Chez AgFlow, nous ne pouvons voir que les navires qui ont allumé leur transpondeur AIS, un récepteur traqué par satellite, et donc qui naviguent en mer. Pour le coup, je ne peux pas confirmer ou infirmer. Toujours est-il que dans la semaine qui a suivi, on a vu un énorme convoi de navires partir de l’oblast d’Odessa (où sont situées la ville éponyme et Tchornomorsk, ndlr.), ce qui ne tient pas tant de la décision russe que d’une congestion aux ports: les volumes d'export sont retournés à leur niveau d’avant-guerre, mais avec seulement trois ports en activité. La capacité ukrainienne d’exportation par voie maritime est de 6 à 7 millions de tonnes de céréales par mois. En août, on était à 2,5 millions, en septembre 5,9 et en octobre à 6,6 millions. Mais il est possible que des bateaux aient été empêchés de partir le samedi, et que cela ait contribué à cette congestion.
On ne peut donc pas mettre sur pause tout le trafic commercial d’un territoire comme la mer Noire d’un simple claquement de doigts?
Exactement. Pour moi, ce retrait était surtout un choix politique et beaucoup de communication. On le voit d’ailleurs, car la Russie a réintégré l’accord juste après. C’était pour faire bouger les marchés, et peut-être – ce sont des spéculations toutes personnelles – détourner l’attention de l’avancement des troupes ukrainiennes. Ce qui est intéressant, c’est de noter que les marchés n’ont pas du tout bougé derrière.
Plusieurs médias ont pourtant annoncé une hausse des cours du blé le lundi, voire une «envolée», avant un repli lors du retour de Moscou dans l’accord…
De ce que j’ai suivi, au contraire: la plupart des marchés financiers étaient en bear, c’est-à-dire à la baisse. Car au même moment, il y a eu de très bonnes nouvelles sur les productions en blé américaines et sud-américaines; en Australie aussi, qui enregistre la deuxième meilleure récolte de son histoire. On a aussi les Etats-Unis qui ont beaucoup de surplus de maïs et qui le vendent peu. En résumé, la situation des principaux grains exportés par l’Ukraine est favorable: une bonne récolte, beaucoup de stocks et peu de demandes. Les marchés ne se sont pas emballés.
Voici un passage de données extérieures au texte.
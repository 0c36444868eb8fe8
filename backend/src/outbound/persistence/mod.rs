//! PostgreSQL persistence adapters using Diesel ORM.
//!
//! Repository implementations only translate between Diesel rows and domain
//! types. Row structs (`models.rs`) and table definitions (`schema.rs`) stay
//! private to this module. Connections come from a `bb8` pool through
//! `diesel-async`.
//!
//! # Example
//!
//! ```ignore
//! use bloom_backend::outbound::persistence::{DbPool, DieselAccountRepository, PoolConfig};
//!
//! let pool = DbPool::new(PoolConfig::new("postgres://localhost/bloom")).await?;
//! let accounts = DieselAccountRepository::new(pool);
//! ```

mod diesel_account_repository;
mod migrations;
mod models;
mod pool;
mod schema;

pub use diesel_account_repository::DieselAccountRepository;
pub use migrations::{MigrationError, run_pending_migrations};
pub use pool::{DbPool, PoolConfig, PoolError};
Après, il faut voir qu’on parle souvent des cours pendant la journée, alors je traque les prix à la fermeture. Le lundi 31 octobre, les closing price du blé et de maïs de partout dans le monde étaient à la baisse par rapport au samedi 29. A part peut-être sur Euronext (la principale place boursière de la zone euro, ndlr.), où la tonne de blé a pris 20 euros lundi et 3 euros supplémentaires le lendemain. Mais c’est négligeable par rapport à ce que l’on a observé en mars. Il y a eu un effet de surmédiatisation ou de mauvaise compréhension de ce qu’il se passait.
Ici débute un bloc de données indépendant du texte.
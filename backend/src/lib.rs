//! Backend library modules.

pub mod doc;
pub mod domain;
pub mod inbound;
pub mod middleware;
pub mod outbound;

/// Public OpenAPI surface used by Swagger UI and tooling.
pub use doc::ApiDoc;
pub use domain::TraceId;
pub use middleware::Trace;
Cet été, vous nous disiez que les exportations céréalières russes allaient bon train, pendant que les prix atteignaient des sommets. Depuis, l’accord sur les céréales de la mer Noire a permis aux marchés de refluer et l’Ukraine d’exporter, ce qui n’a pas dû arranger les affaires russes. Quel intérêt peut avoir la Russie, premier exportateur de blé au monde, à ce qu’il soit renouvelé, à 15 jours de son expiration?
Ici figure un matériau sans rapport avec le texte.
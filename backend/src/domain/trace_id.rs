//! Request-scoped trace identifier for correlation across logs and errors.
//!
//! `TraceId` follows a request through the ledger. It lives in task-local
//! storage so services and adapters can read it without threading it through
//! every call.
//!
//! Task-local values are not inherited by spawned tasks. Wrap spawned work in
//! [`TraceId::scope`] to carry the identifier across.

use std::future::Future;

use tokio::task_local;
use uuid::Uuid;

task_local! {
    pub(crate) static TRACE_ID: TraceId;
}

/// Per-request trace identifier exposed via task-local storage.
///
/// # Examples
/// ```
/// use bloom_backend::TraceId;
///
/// async fn handler() {
///     if let Some(id) = TraceId::current() {
///         println!("trace id: {id}");
///     }
/// }
/// ```
#[derive(Debug, Clone, Copy, PartialEq, Eq)]
pub struct TraceId(pub(crate) Uuid);

impl TraceId {
    /// Generate a new random trace identifier.
    #[must_use]
    pub(crate) fn generate() -> Self {
        Self(Uuid::new_v4())
    }

    /// Construct a trace identifier from an existing UUID.
    #[must_use]
    pub fn from_uuid(uuid: Uuid) -> Self {
        Self(uuid)
    }

    /// Returns the trace identifier in scope, if any.
    #[must_use]
    pub fn current() -> Option<Self> {
        TRACE_ID.try_with(|id| *id).ok()
    }

    /// Access the inner UUID.
    #[must_use]
    pub fn as_uuid(&self) -> &Uuid {
        &self.0
    }

    /// Run `fut` with `trace_id` in scope.
    ///
    /// # Examples
    /// ```
    /// use bloom_backend::TraceId;
    ///
    /// # tokio::runtime::Runtime::new().unwrap().block_on(async {
    /// let trace_id: TraceId = "00000000-0000-0000-0000-000000000000"
    ///     .parse()
    ///     .expect("valid UUID");
    /// let observed = TraceId::scope(trace_id, async move { TraceId::current() }).await;
    /// assert_eq!(observed, Some(trace_id));
    /// # });
    /// ```
    pub async fn scope<Fut>(trace_id: TraceId, fut: Fut) -> Fut::Output
    where
        Fut: Future,
    {
        TRACE_ID.scope(trace_id, fut).await
    }

    /// Run a synchronous closure with the identifier in scope.
    ///
    /// Needed where work happens before the first poll, such as Actix
    /// extractors running inside `Service::call`.
    pub fn sync_scope<F, R>(trace_id: TraceId, f: F) -> R
    where
        F: FnOnce() -> R,
    {
        TRACE_ID.sync_scope(trace_id, f)
    }
}

impl std::fmt::Display for TraceId {
    fn fmt(&self, f: &mut std::fmt::Formatter<'_>) -> std::fmt::Result {
        write!(f, "{}", self.0)
    }
}

impl std::str::FromStr for TraceId {
    type Err = uuid::Error;

    fn from_str(s: &str) -> Result<Self, Self::Err> {
        Ok(Self(Uuid::parse_str(s)?))
    }
}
C’est une très bonne question, je me la pose aussi et je n’ai pas encore vraiment la réponse. La Russie a eu cette année la plus grosse récolte de blé de son histoire… mais peine à la vendre. Ce n’est pas une conséquence directe des sanctions internationales – qui ne concernent pas les matières premières agricoles – mais un effet collatéral des sanctions bancaires. Il est compliqué pour les acheteurs de traiter avec les Russes – car il faut avoir du rouble – et depuis l’accord céréalier, on peut toquer à la porte de l’Ukraine. Moscou pourrait donc se retirer de l’accord pour retrouver le monopôle instauré avec la guerre. Mais d’un autre côté, malgré ces difficultés, le pays a bien plus exporté le mois dernier qu’en octobre 2021, avec 5,4 millions de tonnes de matières premières agricoles, principalement du blé. Les produits sont moins chers et les partenaires commerciaux de la Russie ont mis en place des systèmes plus efficaces pour traiter avec elle. Cette situation est donc aussi bénéfique, le pays retrouve du souffle. Ma pensée est que son action consiste en un coup de communication: Moscou ne tirerait aucun bénéfice à se retirer aujourd’hui de l’accord céréalier.
Finalement, l’intérêt d’un tel accord pour la Russie n’est-il pas de constituer un moyen de pression sur l’alimentation mondiale, où elle peut ouvrir et fermer le robinet, comme avec le gaz?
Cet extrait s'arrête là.